A while back, Jay Smooth, one of my favourite anti-racist vloggers, posted this video on youtube. He called it ‘Beating the Inner Hater’ and it’s one of those I always come back to every now and then:

Like most people with social anxieties, I have a pretty bad case of Imposter Syndrome. One of my personal goals has always been to try to handle her appropriately – as I’m sure is pretty familiar to anyone in a similar boat reading this, there’s always this fear of killing her off in case you become one of those arrogant entitled jack asses you hate. On the other hand, you’ve come to realise that, well, she’s a bitch and needs to be ended.

To be frank.

My exciting journey to defeat my inner hater is what partially led me to giving a talk at Brum.js on Thursday. Brum.js is a great meetup for people who like or want to learn more about javascript. It’s led by the ludicrously talented Jack Wearden who I sort of informally knew from my days at MadLab and met there by sheer bizarre coincidence. I haven’t been there for many of them, though my attendance will improve now its summer and the venue will have moved from the creepy spot by the canal (sorry).

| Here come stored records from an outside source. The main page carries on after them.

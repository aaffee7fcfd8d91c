//! Console sink
//!
//! Writes lines to stdout, colored only when stdout is a terminal, or records
//! plain lines in memory so the console rendering can be asserted on.

use std::io::{self, IsTerminal, Write};
use std::sync::{Arc, Mutex, OnceLock};

use crossterm::style::Stylize;

use super::level::LogLevel;

/// Where console-rendered entries go
#[derive(Debug, Clone, Default)]
pub enum Console {
    /// Lines on the process stdout, colored on a terminal
    #[default]
    Stdout,
    /// Uncolored lines kept in memory
    Memory(ConsoleCapture),
}

impl Console {
    /// Create an in-memory console and a handle to read it back
    pub fn memory() -> (Self, ConsoleCapture) {
        let capture = ConsoleCapture::default();
        (Console::Memory(capture.clone()), capture)
    }

    /// Render one entry
    pub fn write_entry(&self, timestamp: &str, level: LogLevel, source: &str, text: &str) {
        match self {
            Console::Stdout => {
                let line = render_line(timestamp, level, source, text, stdout_is_terminal());
                // A closed stdout must not take the process down with it
                let _ = writeln!(io::stdout().lock(), "{}", line);
            }
            Console::Memory(capture) => {
                capture.push(render_line(timestamp, level, source, text, false));
            }
        }
    }
}

fn stdout_is_terminal() -> bool {
    static IS_TERMINAL: OnceLock<bool> = OnceLock::new();
    *IS_TERMINAL.get_or_init(|| io::stdout().is_terminal())
}

/// One console line; ANSI styling only when `colored`
pub fn render_line(timestamp: &str, level: LogLevel, source: &str, text: &str, colored: bool) -> String {
    if colored {
        format!(
            "{} {} {} {}",
            timestamp,
            level.styled_tag(),
            source.dark_magenta(),
            text
        )
    } else {
        format!("{} {} {} {}", timestamp, level.tag(), source, text)
    }
}

/// Shared buffer of console lines
#[derive(Debug, Clone, Default)]
pub struct ConsoleCapture {
    lines: Arc<Mutex<Vec<String>>>,
}

impl ConsoleCapture {
    fn push(&self, line: String) {
        if let Ok(mut lines) = self.lines.lock() {
            lines.push(line);
        }
    }

    /// All lines written so far
    pub fn lines(&self) -> Vec<String> {
        self.lines.lock().map(|l| l.clone()).unwrap_or_default()
    }

    /// Whether any line contains `needle`
    pub fn contains(&self, needle: &str) -> bool {
        self.lines().iter().any(|line| line.contains(needle))
    }
}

I’ve been working on an interactive history app using the meteor.js framework. It’s not yet on Git as there’s a few more features to add before I’m happy with poc and getting more users on board to test it out, but I thought it would be a useful milestone to present something and get some feedback.

Of course I was nervous – there’s a lot I don’t really understand still about web technologies, and I knew a lot of the attendees really know their stuff when it comes to javascript. Whilst all that turned out to be true, it also turned out that everyone there was really great, helping me answer tricky questions and giving me new ideas, including additional open source mapping frameworks like Leaflet (which I will try, I promise!).

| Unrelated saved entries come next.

//! Core capability interface
//!
//! The shell drives an externally supplied core through the [`Core`] trait.
//! The core reports back through the log emitters it was constructed with,
//! a prompt-request event source, and a lifecycle-signal source.

pub mod loader;
pub mod process;
pub mod protocol;

pub use loader::{load_core, CoreManifest, MANIFEST_FILE};
pub use process::{CoreLaunch, ProcessCore};

use std::collections::HashMap;
use std::fmt;
use std::path::PathBuf;
use std::sync::{Arc, Mutex};

use async_trait::async_trait;
use serde::{Deserialize, Serialize};
use tokio::sync::mpsc;

/// Receiver of prompt requests raised by the core
pub type PromptEventReceiver = mpsc::UnboundedReceiver<PromptRequest>;

/// Receiver of the core's own start/stop signals
pub type CoreSignalReceiver = mpsc::UnboundedReceiver<CoreSignal>;

/// The core wants an answer to the prompt registered under `nonce`
#[derive(Debug, Clone, PartialEq, Eq)]
pub struct PromptRequest {
    pub nonce: String,
}

/// Lifecycle notifications emitted by the core
#[derive(Debug, Clone, Copy, PartialEq, Eq)]
pub enum CoreSignal {
    /// The core finished starting (informational)
    Started,
    /// The core stopped; without `restart` the shell shuts down too
    Stopped { restart: bool },
}

/// Kind of answer a prompt expects
#[derive(Debug, Clone, Copy, PartialEq, Eq, Serialize, Deserialize)]
#[serde(rename_all = "snake_case")]
pub enum PromptKind {
    YesNo,
    Text,
}

/// Answer to a prompt, also used for prompt defaults
#[derive(Debug, Clone, PartialEq, Eq, Serialize, Deserialize)]
#[serde(untagged)]
pub enum PromptAnswer {
    YesNo(bool),
    Text(String),
}

impl fmt::Display for PromptAnswer {
    fn fmt(&self, f: &mut fmt::Formatter<'_>) -> fmt::Result {
        match self {
            PromptAnswer::YesNo(true) => write!(f, "Y"),
            PromptAnswer::YesNo(false) => write!(f, "N"),
            PromptAnswer::Text(text) => write!(f, "{}", text),
        }
    }
}

/// Callback receiving the answer to a prompt
pub type PromptCallback = Box<dyn FnOnce(PromptAnswer) + Send + Sync>;

/// A question the core is waiting on
///
/// Answering consumes the prompt, so each nonce is resolved at most once.
pub struct PendingPrompt {
    pub nonce: String,
    pub info: String,
    pub kind: PromptKind,
    pub default: Option<PromptAnswer>,
    callback: PromptCallback,
}

impl PendingPrompt {
    pub fn new(
        nonce: impl Into<String>,
        info: impl Into<String>,
        kind: PromptKind,
        default: Option<PromptAnswer>,
        callback: PromptCallback,
    ) -> Self {
        Self {
            nonce: nonce.into(),
            info: info.into(),
            kind,
            default,
            callback,
        }
    }

    /// Deliver the answer to the core
    pub fn answer(self, answer: PromptAnswer) {
        (self.callback)(answer)
    }
}

impl fmt::Debug for PendingPrompt {
    fn fmt(&self, f: &mut fmt::Formatter<'_>) -> fmt::Result {
        f.debug_struct("PendingPrompt")
            .field("nonce", &self.nonce)
            .field("info", &self.info)
            .field("kind", &self.kind)
            .field("default", &self.default)
            .finish_non_exhaustive()
    }
}

/// Pending prompts keyed by nonce
#[derive(Debug, Clone, Default)]
pub struct PromptTable {
    inner: Arc<Mutex<HashMap<String, PendingPrompt>>>,
}

impl PromptTable {
    pub fn new() -> Self {
        Self::default()
    }

    /// Register a prompt, replacing any earlier one with the same nonce
    pub fn insert(&self, prompt: PendingPrompt) {
        if let Ok(mut prompts) = self.inner.lock() {
            prompts.insert(prompt.nonce.clone(), prompt);
        }
    }

    /// Remove and return the prompt registered under `nonce`
    pub fn take(&self, nonce: &str) -> Option<PendingPrompt> {
        self.inner.lock().ok()?.remove(nonce)
    }

    pub fn len(&self) -> usize {
        self.inner.lock().map(|p| p.len()).unwrap_or(0)
    }

    pub fn is_empty(&self) -> bool {
        self.len() == 0
    }
}

/// Errors raised while loading or driving the core
#[derive(Debug, thiserror::Error)]
pub enum CoreError {
    #[error("core manifest not found at {}", .0.display())]
    ManifestMissing(PathBuf),
    #[error("failed to read core manifest {}: {source}", path.display())]
    ManifestRead {
        path: PathBuf,
        #[source]
        source: std::io::Error,
    },
    #[error("invalid core manifest {}: {source}", path.display())]
    ManifestParse {
        path: PathBuf,
        #[source]
        source: toml::de::Error,
    },
    #[error("core entry point {} does not exist", .0.display())]
    EntryMissing(PathBuf),
    #[error("failed to launch core: {0}")]
    Spawn(#[source] std::io::Error),
    #[error("core failed to start: {0}")]
    StartFailed(String),
    #[error("core exited before it finished starting")]
    ExitedBeforeStart,
    #[error("core I/O error: {0}")]
    Io(#[from] std::io::Error),
}

/// Capability interface every core satisfies
///
/// # Object Safety
/// This trait is object-safe to allow `Arc<dyn Core>` usage.
#[async_trait]
pub trait Core: Send + Sync {
    /// Name used as log source for the core's unattributed output
    fn name(&self) -> &str;

    /// Start the core; resolves once it is running
    async fn start(&self) -> Result<(), CoreError>;

    /// Stop the core; resolves once it has shut down
    async fn stop(&self) -> Result<(), CoreError>;

    /// Subscribe to prompt requests (only the first call gets the receiver)
    fn take_prompt_events(&self) -> Option<PromptEventReceiver>;

    /// Subscribe to lifecycle signals (only the first call gets the receiver)
    fn take_lifecycle_signals(&self) -> Option<CoreSignalReceiver>;

    /// Look up and claim the prompt registered under `nonce`
    fn take_prompt(&self, nonce: &str) -> Option<PendingPrompt>;
}

#[cfg(test)]
mod tests {
    use super::*;
    use std::sync::atomic::{AtomicUsize, Ordering};

    fn counting_prompt(nonce: &str, calls: Arc<AtomicUsize>) -> PendingPrompt {
        PendingPrompt::new(
            nonce,
            "Continue?",
            PromptKind::YesNo,
            None,
            Box::new(move |_| {
                calls.fetch_add(1, Ordering::SeqCst);
            }),
        )
    }

    #[test]
    fn test_prompt_table_take_is_single_use() {
        let calls = Arc::new(AtomicUsize::new(0));
        let table = PromptTable::new();
        table.insert(counting_prompt("n1", Arc::clone(&calls)));
        assert_eq!(table.len(), 1);

        let prompt = table.take("n1").unwrap();
        assert!(table.take("n1").is_none());
        assert!(table.is_empty());

        prompt.answer(PromptAnswer::YesNo(true));
        assert_eq!(calls.load(Ordering::SeqCst), 1);
    }

    #[test]
    fn test_unknown_nonce() {
        let table = PromptTable::new();
        assert!(table.take("missing").is_none());
    }

    #[test]
    fn test_prompt_answer_serialization() {
        assert_eq!(serde_json::to_string(&PromptAnswer::YesNo(true)).unwrap(), "true");
        assert_eq!(
            serde_json::to_string(&PromptAnswer::Text("abc".into())).unwrap(),
            "\"abc\""
        );
        let parsed: PromptAnswer = serde_json::from_str("false").unwrap();
        assert_eq!(parsed, PromptAnswer::YesNo(false));
        let parsed: PromptAnswer = serde_json::from_str("\"x\"").unwrap();
        assert_eq!(parsed, PromptAnswer::Text("x".into()));
    }

    #[test]
    fn test_prompt_answer_display() {
        assert_eq!(PromptAnswer::YesNo(true).to_string(), "Y");
        assert_eq!(PromptAnswer::YesNo(false).to_string(), "N");
        assert_eq!(PromptAnswer::Text("later".into()).to_string(), "later");
    }

    #[test]
    fn test_pending_prompt_debug_hides_callback() {
        let prompt = counting_prompt("n2", Arc::new(AtomicUsize::new(0)));
        let debug = format!("{:?}", prompt);
        assert!(debug.contains("n2"));
        assert!(debug.contains("YesNo"));
    }
}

Aguguala as the app is called, uses the meteor.js framework to provide the full stack. However, as the raison d’etre is about plotting history and data visualisations to maps, most of my time has been spent getting the Google Maps JavaScript API v3 to play nice with the meteor.js set up something which has turned out both incredibly difficult and surprisingly simple at times.

I had a great time, not least because I got to meet up with familiar faces and have interesting discussions about the world of african history, start ups, code and sociological impact of technology and access to it. As you do.

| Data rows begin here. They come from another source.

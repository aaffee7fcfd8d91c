//! Terminal prompts on behalf of the core
//!
//! The core raises a prompt request carrying a nonce; the relay claims the
//! matching [`PendingPrompt`], asks the question on the terminal, and answers
//! it exactly once.

use tokio::io::{AsyncBufRead, AsyncBufReadExt, AsyncWrite, AsyncWriteExt};
use tracing::{debug, warn};

use crate::kernel::{PendingPrompt, PromptAnswer, PromptEventReceiver, PromptKind};

/// Question line shown for a prompt
pub fn render_question(prompt: &PendingPrompt) -> String {
    let mut question = prompt.info.clone();
    if prompt.kind == PromptKind::YesNo {
        question.push_str(" [Y/N]");
    }
    if let Some(default) = &prompt.default {
        question.push_str(&format!(" (default: {})", default));
    }
    question.push_str(": ");
    question
}

/// Turn one line of input into an answer
///
/// Returns `None` when the question has to be asked again.
pub fn resolve_answer(
    kind: PromptKind,
    default: Option<&PromptAnswer>,
    input: &str,
) -> Option<PromptAnswer> {
    match kind {
        PromptKind::YesNo => {
            let input = input.trim();
            if input.eq_ignore_ascii_case("y") {
                Some(PromptAnswer::YesNo(true))
            } else if input.eq_ignore_ascii_case("n") {
                Some(PromptAnswer::YesNo(false))
            } else {
                default.cloned()
            }
        }
        PromptKind::Text => {
            if input.is_empty() {
                Some(
                    default
                        .cloned()
                        .unwrap_or_else(|| PromptAnswer::Text(String::new())),
                )
            } else {
                Some(PromptAnswer::Text(input.to_string()))
            }
        }
    }
}

/// Line-based question/answer loop over a terminal
pub struct PromptRelay<R, W> {
    input: R,
    output: W,
}

impl<R, W> PromptRelay<R, W>
where
    R: AsyncBufRead + Unpin,
    W: AsyncWrite + Unpin,
{
    pub fn new(input: R, output: W) -> Self {
        Self { input, output }
    }

    /// Answer prompt requests until the core goes away or input ends
    ///
    /// `take_prompt` claims the pending prompt for a nonce.
    pub async fn run<F>(mut self, mut events: PromptEventReceiver, mut take_prompt: F) -> std::io::Result<()>
    where
        F: FnMut(&str) -> Option<PendingPrompt>,
    {
        while let Some(request) = events.recv().await {
            let Some(prompt) = take_prompt(&request.nonce) else {
                warn!("No pending prompt for nonce {}", request.nonce);
                continue;
            };

            match self.ask(&prompt).await? {
                Some(answer) => {
                    debug!("Prompt {} answered", prompt.nonce);
                    prompt.answer(answer);
                }
                None => {
                    match prompt.default.clone() {
                        Some(default) => prompt.answer(default),
                        None => warn!(
                            "Terminal input closed before prompt {} was answered",
                            prompt.nonce
                        ),
                    }
                    return Ok(());
                }
            }
        }
        Ok(())
    }

    /// Ask until the input resolves; `None` if input ended first
    pub async fn ask(&mut self, prompt: &PendingPrompt) -> std::io::Result<Option<PromptAnswer>> {
        let question = render_question(prompt);
        loop {
            self.output.write_all(question.as_bytes()).await?;
            self.output.flush().await?;

            let mut line = String::new();
            if self.input.read_line(&mut line).await? == 0 {
                return Ok(None);
            }
            let input = line.trim_end_matches(&['\r', '\n'][..]);
            if let Some(answer) = resolve_answer(prompt.kind, prompt.default.as_ref(), input) {
                return Ok(Some(answer));
            }
        }
    }
}
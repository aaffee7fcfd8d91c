//! Logging engine for the shell
//!
//! Provides a leveled logger with independent console and file thresholds,
//! date-based log file rotation with same-day splits, background compression
//! of retired log files, and a bridge from `tracing` events.

mod bridge;
mod compaction;
mod console;
mod file_writer;
mod level;
mod logger;
mod rotation;

pub use bridge::{init_tracing, LoggerLayer, SHELL_SOURCE};
pub use compaction::{
    compress_old_logs, compressed_path, CompactionReport, LogCompactor, COMPRESSED_SUFFIX,
};
pub use console::{render_line, Console, ConsoleCapture};
pub use file_writer::FileLogSink;
pub use level::{LogLevel, ParseLevelError};
pub use logger::{
    render_values, LogEmitters, Logger, LoggerSettings, DEFAULT_COMPACTION_INTERVAL,
};
pub use rotation::{RotationNamer, RotationState, ROTATION_SUFFIX};
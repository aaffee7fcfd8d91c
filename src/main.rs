use std::io::IsTerminal;
use std::sync::Arc;

use anyhow::{anyhow, Context, Result};
use clap::Parser;
use tokio::io::BufReader;

use nocom::cli::Cli;
use nocom::config::{friendly_io_error_message, Config, Profile};
use nocom::kernel::load_core;
use nocom::lifecycle::{
    forward_os_signals, install_panic_hook, shutdown_channel, Exit, Orchestrator,
    OrchestratorSettings,
};
use nocom::logging::{self, Logger, LoggerSettings};

#[tokio::main]
async fn main() {
    let cli = Cli::parse();

    let exit = match run(cli).await {
        Ok(exit) => exit,
        Err(e) => {
            eprintln!("{:#}", e);
            Exit::LoadFailed
        }
    };
    std::process::exit(exit.code());
}

async fn run(cli: Cli) -> Result<Exit> {
    let Some(core_dir) = cli.existing_core_dir().cloned() else {
        match &cli.core_dir {
            Some(dir) => eprintln!("Core directory {} does not exist", dir.display()),
            None => eprintln!("No core directory given (use --core-dir or NOCOM_CORE_DIR)"),
        }
        return Ok(Exit::MissingCore);
    };

    // Profile layout must exist before the logger claims a file name
    let profile = Profile::from_arg(cli.user_data_dir.as_deref())
        .context("Failed to resolve user data directory")?;
    profile
        .ensure_directories()
        .map_err(|e| anyhow!(friendly_io_error_message(&e, "Failed to create user data directory")))?;
    let config = Config::load(&profile)?;

    let mut settings = LoggerSettings::new(profile.logs_dir());
    settings.console_level = cli.console_level(&config);
    settings.file_level = cli.file_level(&config);
    settings.compaction_interval = config.compaction_interval();
    let logger = Arc::new(Logger::new(settings));

    logging::init_tracing(Arc::clone(&logger))?;
    install_panic_hook(Arc::clone(&logger));
    tracing::debug!("Logging to: {}", logger.active_file().display());

    let core = match load_core(&core_dir, profile.root(), logger.emitters(), config.stop_grace()) {
        Ok(core) => core,
        Err(e) => {
            eprintln!("An exception has occurred while trying to load NOCOM_BOT core.");
            eprintln!("{}", e);
            logger.flush().await;
            return Ok(Exit::LoadFailed);
        }
    };

    let (trigger_tx, trigger_rx) = shutdown_channel();
    let _signal_task = forward_os_signals(trigger_tx).context("Failed to install signal handlers")?;

    let mut orchestrator = Orchestrator::new(
        core,
        Arc::clone(&logger),
        OrchestratorSettings {
            start_failure_delay: config.start_failure_delay(),
        },
    );
    if std::io::stdin().is_terminal() {
        orchestrator =
            orchestrator.with_prompt_io(BufReader::new(tokio::io::stdin()), tokio::io::stdout());
    }

    let exit = orchestrator.run(trigger_rx).await;
    logger.flush().await;
    Ok(exit)
}
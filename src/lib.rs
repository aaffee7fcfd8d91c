//! nocom-cli - operational shell for a NOCOM_BOT core
//!
//! The shell loads an externally supplied core, logs on its behalf to the
//! console and to rotating, compressed log files, relays its terminal prompts,
//! and drives its start/stop lifecycle from OS signals.

pub mod cli;
pub mod config;
pub mod kernel;
pub mod lifecycle;
pub mod logging;
pub mod prompt;
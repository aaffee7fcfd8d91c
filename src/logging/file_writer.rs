//! File sink
//!
//! Lines are queued to a single writer task and appended in the order they
//! were issued. Appends are fire-and-forget: a failed write is reported on the
//! console at critical severity and otherwise ignored.

use std::path::{Path, PathBuf};

use chrono::{SecondsFormat, Utc};
use tokio::fs::OpenOptions;
use tokio::io::AsyncWriteExt;
use tokio::sync::{mpsc, oneshot};

use super::console::Console;
use super::level::LogLevel;
use crate::config::friendly_io_error_message;

enum WriteRequest {
    Line { path: PathBuf, text: String },
    Flush(oneshot::Sender<()>),
}

/// Handle to the background file writer
#[derive(Debug, Clone)]
pub struct FileLogSink {
    tx: mpsc::UnboundedSender<WriteRequest>,
}

impl std::fmt::Debug for WriteRequest {
    fn fmt(&self, f: &mut std::fmt::Formatter<'_>) -> std::fmt::Result {
        match self {
            WriteRequest::Line { path, .. } => f.debug_struct("Line").field("path", path).finish(),
            WriteRequest::Flush(_) => f.write_str("Flush"),
        }
    }
}

impl FileLogSink {
    /// Start the writer task
    ///
    /// Must be called from within a tokio runtime.
    pub fn spawn(console: Console) -> Self {
        let (tx, rx) = mpsc::unbounded_channel();
        tokio::spawn(run_writer(rx, console));
        Self { tx }
    }

    /// Queue `text` (plus a newline) for appending to `path`
    pub fn append(&self, path: PathBuf, text: String) {
        // The writer only goes away with the runtime
        let _ = self.tx.send(WriteRequest::Line { path, text });
    }

    /// Wait until every line queued before this call has been written
    pub async fn flush(&self) {
        let (done_tx, done_rx) = oneshot::channel();
        if self.tx.send(WriteRequest::Flush(done_tx)).is_ok() {
            let _ = done_rx.await;
        }
    }
}

async fn run_writer(mut rx: mpsc::UnboundedReceiver<WriteRequest>, console: Console) {
    while let Some(request) = rx.recv().await {
        match request {
            WriteRequest::Line { path, text } => {
                if let Err(e) = append_line(&path, &text).await {
                    let timestamp = Utc::now().to_rfc3339_opts(SecondsFormat::Millis, true);
                    console.write_entry(
                        &timestamp,
                        LogLevel::Critical,
                        "cli",
                        &friendly_io_error_message(&e, "Saving log to file failed"),
                    );
                }
            }
            WriteRequest::Flush(done) => {
                let _ = done.send(());
            }
        }
    }
}

async fn append_line(path: &Path, text: &str) -> std::io::Result<()> {
    let mut file = OpenOptions::new()
        .create(true)
        .append(true)
        .open(path)
        .await?;

    let mut line = String::with_capacity(text.len() + 1);
    line.push_str(text);
    line.push('\n');

    file.write_all(line.as_bytes()).await?;
    file.flush().await
}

Nick Banford – another really chill dude – then gave a talk about his experiences using React to develop apps which I found really cool. It’s funny because I was inspired to use meteor.js by the first Brum.js meetup I ever attended and it struck me that every time I go, my mind is blown open by seeing just how far javascript has come. It’s why I love the world of mobile web technologies. Stuff that used be only good for making things dissolve in and out of the screen is now capable of enabling offline storage and reaching into hardware systems.

So I guess if there’s one good thing about the inner hater, it’s that she keeps me actively learning. Maybe I’m not going to end her after all if we can come to a warped ladies agreement in the end. We shall see. In the meantime, well, I’ll keep doing me.